PROBLEM TO SOLVE
In the entries below, count the lines that hold the string "RecordExporter" and state only that count.

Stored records
*** Begin section ***

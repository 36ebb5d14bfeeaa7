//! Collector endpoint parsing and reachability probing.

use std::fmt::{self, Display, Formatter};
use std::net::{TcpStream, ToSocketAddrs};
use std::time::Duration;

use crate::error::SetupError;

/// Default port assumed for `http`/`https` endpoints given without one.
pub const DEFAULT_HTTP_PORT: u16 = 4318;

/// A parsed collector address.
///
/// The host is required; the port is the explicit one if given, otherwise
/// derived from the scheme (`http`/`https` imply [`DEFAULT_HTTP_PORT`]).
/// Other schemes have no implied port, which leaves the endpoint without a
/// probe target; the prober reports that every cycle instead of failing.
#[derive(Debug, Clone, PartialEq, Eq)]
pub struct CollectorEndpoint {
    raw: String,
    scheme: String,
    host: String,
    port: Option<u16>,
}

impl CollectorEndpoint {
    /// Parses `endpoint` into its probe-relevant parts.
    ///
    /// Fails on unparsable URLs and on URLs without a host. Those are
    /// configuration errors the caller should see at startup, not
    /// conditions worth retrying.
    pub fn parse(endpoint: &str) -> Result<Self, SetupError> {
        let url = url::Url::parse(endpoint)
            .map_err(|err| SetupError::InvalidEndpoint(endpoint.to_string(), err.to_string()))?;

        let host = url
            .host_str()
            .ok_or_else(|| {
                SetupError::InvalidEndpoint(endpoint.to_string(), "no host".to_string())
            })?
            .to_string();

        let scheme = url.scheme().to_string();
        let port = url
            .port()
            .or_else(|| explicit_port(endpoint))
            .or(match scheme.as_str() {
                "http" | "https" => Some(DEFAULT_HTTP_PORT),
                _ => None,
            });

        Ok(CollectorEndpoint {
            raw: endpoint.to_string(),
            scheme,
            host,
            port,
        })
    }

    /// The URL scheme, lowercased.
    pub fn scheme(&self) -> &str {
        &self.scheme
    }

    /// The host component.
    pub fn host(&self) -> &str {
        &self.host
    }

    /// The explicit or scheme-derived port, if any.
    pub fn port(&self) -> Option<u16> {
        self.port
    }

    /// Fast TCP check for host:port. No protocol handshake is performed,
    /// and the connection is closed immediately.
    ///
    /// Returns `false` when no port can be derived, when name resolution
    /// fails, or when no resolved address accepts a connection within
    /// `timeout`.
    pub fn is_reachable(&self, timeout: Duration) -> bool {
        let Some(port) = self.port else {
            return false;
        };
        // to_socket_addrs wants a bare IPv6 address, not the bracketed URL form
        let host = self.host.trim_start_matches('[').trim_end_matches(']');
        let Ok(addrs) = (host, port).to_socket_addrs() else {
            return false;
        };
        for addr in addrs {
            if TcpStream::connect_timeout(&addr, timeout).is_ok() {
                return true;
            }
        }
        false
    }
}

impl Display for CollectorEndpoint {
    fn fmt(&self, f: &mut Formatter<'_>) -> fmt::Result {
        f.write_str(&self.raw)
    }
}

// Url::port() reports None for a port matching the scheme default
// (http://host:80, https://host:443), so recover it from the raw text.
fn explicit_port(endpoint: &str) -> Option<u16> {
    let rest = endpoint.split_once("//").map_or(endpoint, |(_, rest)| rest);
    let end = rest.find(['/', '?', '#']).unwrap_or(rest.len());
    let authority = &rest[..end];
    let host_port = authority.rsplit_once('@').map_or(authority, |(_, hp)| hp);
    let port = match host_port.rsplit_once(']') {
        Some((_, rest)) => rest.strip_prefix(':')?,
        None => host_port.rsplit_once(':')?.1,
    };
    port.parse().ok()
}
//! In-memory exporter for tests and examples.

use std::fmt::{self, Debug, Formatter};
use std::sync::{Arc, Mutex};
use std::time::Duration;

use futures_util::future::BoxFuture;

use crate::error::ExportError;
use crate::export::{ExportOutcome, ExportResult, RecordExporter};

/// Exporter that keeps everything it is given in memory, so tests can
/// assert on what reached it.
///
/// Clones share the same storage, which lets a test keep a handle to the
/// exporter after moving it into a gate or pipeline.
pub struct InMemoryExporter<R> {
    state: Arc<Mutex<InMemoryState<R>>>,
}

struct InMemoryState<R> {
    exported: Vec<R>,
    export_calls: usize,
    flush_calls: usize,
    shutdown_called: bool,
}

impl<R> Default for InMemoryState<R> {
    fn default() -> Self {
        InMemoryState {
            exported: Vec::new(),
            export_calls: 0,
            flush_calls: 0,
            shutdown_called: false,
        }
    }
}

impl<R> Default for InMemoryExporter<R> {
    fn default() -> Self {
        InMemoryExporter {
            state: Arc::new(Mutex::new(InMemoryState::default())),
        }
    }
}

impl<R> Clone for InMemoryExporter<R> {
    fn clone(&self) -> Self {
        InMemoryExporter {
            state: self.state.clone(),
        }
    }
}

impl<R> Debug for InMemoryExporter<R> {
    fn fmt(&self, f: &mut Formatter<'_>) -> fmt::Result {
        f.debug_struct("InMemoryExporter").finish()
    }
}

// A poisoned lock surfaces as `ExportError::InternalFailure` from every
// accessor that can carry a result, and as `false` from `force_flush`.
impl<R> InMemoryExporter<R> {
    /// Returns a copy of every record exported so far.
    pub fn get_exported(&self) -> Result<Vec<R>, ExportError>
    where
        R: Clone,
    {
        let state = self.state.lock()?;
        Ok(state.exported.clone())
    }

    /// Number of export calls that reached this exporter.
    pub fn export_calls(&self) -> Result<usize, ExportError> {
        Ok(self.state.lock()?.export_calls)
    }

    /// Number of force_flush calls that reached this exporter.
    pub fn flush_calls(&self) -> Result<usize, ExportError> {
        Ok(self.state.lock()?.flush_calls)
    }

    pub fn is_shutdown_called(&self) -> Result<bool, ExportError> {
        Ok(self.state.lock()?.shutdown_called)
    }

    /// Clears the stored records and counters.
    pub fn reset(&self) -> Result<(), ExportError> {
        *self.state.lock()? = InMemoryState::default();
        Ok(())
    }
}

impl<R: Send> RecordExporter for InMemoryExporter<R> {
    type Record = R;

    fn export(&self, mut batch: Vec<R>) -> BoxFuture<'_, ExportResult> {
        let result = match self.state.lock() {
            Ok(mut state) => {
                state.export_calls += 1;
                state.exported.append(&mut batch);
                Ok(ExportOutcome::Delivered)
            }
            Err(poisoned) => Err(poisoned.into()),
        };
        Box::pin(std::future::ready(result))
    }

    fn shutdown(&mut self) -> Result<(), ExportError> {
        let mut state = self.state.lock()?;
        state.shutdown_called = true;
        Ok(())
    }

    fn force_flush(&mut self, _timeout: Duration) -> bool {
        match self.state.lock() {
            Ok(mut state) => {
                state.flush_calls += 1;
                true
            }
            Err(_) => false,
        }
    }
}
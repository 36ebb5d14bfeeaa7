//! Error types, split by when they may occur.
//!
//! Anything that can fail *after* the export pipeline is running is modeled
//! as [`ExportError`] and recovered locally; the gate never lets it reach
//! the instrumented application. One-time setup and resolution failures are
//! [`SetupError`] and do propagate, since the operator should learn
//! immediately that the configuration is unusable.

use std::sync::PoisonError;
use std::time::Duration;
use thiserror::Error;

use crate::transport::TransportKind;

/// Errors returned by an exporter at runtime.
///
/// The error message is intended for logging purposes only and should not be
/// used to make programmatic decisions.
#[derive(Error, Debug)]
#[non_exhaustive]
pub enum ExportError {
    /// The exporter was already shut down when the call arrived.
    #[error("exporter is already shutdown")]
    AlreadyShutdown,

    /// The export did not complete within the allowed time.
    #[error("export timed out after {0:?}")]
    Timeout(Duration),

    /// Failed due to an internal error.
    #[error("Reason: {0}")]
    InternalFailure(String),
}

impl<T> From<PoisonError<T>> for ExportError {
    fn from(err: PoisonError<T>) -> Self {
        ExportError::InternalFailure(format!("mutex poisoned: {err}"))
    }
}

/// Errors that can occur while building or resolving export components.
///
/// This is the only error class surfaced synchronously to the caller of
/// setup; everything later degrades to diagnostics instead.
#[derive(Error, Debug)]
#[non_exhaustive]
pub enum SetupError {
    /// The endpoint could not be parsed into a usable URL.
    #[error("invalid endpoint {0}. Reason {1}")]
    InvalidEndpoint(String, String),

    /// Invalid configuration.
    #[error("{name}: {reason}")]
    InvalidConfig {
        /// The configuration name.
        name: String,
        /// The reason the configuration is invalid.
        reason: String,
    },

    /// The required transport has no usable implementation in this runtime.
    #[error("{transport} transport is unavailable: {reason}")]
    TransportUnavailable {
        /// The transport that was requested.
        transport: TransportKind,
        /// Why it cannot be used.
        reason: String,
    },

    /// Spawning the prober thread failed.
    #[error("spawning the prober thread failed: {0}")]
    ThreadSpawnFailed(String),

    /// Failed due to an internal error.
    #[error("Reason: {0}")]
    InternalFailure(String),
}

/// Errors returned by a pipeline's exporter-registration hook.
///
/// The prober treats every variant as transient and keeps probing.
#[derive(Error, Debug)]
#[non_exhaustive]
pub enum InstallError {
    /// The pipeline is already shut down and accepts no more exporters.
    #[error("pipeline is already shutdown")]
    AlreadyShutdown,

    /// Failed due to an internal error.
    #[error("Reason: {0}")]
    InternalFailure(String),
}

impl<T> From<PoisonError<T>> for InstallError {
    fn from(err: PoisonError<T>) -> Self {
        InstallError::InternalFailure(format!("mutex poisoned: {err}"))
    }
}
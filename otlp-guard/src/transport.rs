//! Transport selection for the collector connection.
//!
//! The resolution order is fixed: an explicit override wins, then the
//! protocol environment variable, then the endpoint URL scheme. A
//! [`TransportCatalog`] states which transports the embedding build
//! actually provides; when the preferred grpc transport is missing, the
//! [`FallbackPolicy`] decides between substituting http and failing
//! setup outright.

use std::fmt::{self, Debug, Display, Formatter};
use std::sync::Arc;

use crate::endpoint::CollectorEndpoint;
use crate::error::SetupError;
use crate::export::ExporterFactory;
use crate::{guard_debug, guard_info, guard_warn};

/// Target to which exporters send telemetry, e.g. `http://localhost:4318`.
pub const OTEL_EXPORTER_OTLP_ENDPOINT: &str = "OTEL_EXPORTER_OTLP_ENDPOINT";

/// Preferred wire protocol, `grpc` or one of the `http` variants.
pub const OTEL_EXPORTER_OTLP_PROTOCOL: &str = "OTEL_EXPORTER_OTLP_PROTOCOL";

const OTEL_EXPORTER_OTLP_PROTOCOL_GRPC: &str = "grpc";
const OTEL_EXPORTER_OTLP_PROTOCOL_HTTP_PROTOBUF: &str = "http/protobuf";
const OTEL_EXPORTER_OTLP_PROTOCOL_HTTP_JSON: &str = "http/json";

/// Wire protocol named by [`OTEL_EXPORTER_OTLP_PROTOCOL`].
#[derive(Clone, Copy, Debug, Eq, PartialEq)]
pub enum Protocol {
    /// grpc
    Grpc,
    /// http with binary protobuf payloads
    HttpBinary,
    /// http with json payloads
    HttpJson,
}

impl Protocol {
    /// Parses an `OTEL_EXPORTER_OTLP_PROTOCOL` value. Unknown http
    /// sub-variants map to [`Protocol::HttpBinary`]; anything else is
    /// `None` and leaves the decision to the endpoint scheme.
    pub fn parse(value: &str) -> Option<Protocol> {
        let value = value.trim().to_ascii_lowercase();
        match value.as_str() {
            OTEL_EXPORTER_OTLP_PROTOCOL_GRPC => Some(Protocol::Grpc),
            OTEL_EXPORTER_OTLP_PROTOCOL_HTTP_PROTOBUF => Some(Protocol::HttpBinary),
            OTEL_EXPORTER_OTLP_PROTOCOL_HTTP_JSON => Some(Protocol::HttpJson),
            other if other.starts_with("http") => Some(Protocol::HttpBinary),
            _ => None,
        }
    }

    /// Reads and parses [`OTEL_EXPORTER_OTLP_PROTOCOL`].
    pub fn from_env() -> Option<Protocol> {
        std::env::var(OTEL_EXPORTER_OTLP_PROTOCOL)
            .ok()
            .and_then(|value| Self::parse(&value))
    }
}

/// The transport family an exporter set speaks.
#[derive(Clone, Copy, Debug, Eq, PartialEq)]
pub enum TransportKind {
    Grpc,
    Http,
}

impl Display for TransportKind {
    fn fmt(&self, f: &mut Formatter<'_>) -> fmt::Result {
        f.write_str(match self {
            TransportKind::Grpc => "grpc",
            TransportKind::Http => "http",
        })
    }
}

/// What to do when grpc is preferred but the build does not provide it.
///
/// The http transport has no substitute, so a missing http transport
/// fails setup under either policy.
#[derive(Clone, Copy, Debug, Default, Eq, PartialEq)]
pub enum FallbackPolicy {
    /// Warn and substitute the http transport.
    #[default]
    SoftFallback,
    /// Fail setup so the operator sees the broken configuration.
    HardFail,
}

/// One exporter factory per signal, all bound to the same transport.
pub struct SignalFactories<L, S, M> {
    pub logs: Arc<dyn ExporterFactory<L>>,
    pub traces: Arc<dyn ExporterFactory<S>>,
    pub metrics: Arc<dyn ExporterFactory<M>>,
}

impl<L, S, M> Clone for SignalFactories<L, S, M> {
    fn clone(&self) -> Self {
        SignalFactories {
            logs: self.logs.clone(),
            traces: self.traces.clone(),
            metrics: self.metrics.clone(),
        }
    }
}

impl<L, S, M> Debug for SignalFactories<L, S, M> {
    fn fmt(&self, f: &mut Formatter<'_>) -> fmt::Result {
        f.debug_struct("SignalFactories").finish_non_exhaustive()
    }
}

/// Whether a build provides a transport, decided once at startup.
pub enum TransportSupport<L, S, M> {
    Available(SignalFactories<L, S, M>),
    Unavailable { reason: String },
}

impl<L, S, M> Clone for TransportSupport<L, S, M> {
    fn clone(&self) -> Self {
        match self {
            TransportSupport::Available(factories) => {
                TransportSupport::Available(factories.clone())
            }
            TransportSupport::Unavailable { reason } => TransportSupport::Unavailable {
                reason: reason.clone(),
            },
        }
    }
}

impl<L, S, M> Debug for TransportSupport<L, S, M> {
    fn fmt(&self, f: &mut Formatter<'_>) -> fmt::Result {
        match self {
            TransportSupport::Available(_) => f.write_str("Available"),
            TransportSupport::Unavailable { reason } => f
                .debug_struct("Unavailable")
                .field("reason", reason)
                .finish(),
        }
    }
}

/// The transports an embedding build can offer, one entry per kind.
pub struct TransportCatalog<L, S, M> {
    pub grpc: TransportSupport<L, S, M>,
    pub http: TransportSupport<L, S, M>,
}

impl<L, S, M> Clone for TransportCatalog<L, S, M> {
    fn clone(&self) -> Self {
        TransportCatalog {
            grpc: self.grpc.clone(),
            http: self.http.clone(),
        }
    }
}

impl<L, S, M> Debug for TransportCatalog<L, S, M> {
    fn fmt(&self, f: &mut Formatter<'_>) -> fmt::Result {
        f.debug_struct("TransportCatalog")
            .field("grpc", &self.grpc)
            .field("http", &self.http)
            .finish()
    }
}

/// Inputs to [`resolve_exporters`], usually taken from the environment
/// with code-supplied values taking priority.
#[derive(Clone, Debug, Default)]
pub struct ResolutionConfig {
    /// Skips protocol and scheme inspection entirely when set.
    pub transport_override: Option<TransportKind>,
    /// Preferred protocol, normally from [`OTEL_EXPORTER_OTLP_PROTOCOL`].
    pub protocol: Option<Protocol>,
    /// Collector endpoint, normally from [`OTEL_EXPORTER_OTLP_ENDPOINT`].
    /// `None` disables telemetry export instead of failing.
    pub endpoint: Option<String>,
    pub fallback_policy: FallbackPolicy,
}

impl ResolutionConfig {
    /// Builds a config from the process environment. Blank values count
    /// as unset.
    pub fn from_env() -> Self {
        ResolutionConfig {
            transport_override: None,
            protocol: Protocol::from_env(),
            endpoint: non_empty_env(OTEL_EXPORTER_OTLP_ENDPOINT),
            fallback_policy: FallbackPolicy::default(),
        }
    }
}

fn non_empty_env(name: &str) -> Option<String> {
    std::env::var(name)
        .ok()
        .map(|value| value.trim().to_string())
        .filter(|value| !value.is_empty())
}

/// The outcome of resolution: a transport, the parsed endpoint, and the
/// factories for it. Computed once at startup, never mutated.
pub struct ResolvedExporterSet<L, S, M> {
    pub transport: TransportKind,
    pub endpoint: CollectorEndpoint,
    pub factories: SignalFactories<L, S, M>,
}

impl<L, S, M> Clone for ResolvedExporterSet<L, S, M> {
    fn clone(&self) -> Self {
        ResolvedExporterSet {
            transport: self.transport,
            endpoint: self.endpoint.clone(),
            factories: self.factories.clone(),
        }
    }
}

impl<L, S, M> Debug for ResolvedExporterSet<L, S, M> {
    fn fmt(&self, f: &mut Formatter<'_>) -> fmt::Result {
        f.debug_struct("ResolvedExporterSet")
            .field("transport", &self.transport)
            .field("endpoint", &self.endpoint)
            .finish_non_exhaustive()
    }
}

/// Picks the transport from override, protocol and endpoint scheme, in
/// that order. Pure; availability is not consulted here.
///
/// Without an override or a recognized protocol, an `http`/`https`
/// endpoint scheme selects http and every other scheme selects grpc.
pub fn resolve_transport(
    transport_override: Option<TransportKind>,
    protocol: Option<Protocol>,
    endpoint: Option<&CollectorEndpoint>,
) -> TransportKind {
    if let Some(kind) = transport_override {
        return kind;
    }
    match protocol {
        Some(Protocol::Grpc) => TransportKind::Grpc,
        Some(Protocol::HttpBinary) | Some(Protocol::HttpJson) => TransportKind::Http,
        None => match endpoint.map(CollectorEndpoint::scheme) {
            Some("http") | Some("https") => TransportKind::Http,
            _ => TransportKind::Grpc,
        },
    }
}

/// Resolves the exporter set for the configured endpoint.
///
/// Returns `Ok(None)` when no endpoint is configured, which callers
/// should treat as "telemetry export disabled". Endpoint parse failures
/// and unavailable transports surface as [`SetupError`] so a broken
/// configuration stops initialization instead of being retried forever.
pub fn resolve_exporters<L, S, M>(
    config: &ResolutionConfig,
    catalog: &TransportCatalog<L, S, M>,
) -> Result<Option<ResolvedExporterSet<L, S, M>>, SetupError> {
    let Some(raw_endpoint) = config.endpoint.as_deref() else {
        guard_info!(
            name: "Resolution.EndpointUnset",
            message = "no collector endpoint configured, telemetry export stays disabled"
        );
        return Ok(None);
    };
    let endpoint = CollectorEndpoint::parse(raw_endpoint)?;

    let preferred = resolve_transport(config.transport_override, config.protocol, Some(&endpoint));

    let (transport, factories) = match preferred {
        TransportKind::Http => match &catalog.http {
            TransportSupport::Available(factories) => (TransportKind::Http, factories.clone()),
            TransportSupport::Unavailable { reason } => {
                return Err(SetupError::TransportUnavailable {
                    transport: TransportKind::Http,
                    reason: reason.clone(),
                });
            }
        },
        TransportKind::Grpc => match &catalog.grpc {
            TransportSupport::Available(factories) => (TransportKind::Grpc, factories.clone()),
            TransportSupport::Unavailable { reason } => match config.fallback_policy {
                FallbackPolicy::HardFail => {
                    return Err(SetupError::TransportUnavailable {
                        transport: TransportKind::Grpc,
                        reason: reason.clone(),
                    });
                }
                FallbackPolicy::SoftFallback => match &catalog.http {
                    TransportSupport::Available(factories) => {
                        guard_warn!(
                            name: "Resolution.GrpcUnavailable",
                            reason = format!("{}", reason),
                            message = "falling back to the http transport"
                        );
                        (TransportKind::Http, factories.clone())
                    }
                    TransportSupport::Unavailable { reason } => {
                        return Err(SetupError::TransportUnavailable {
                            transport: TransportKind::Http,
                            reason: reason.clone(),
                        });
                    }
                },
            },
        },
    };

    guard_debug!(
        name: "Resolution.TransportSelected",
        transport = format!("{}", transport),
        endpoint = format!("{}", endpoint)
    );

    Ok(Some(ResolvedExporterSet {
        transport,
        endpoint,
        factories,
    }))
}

*** End section ***

ANSWER
2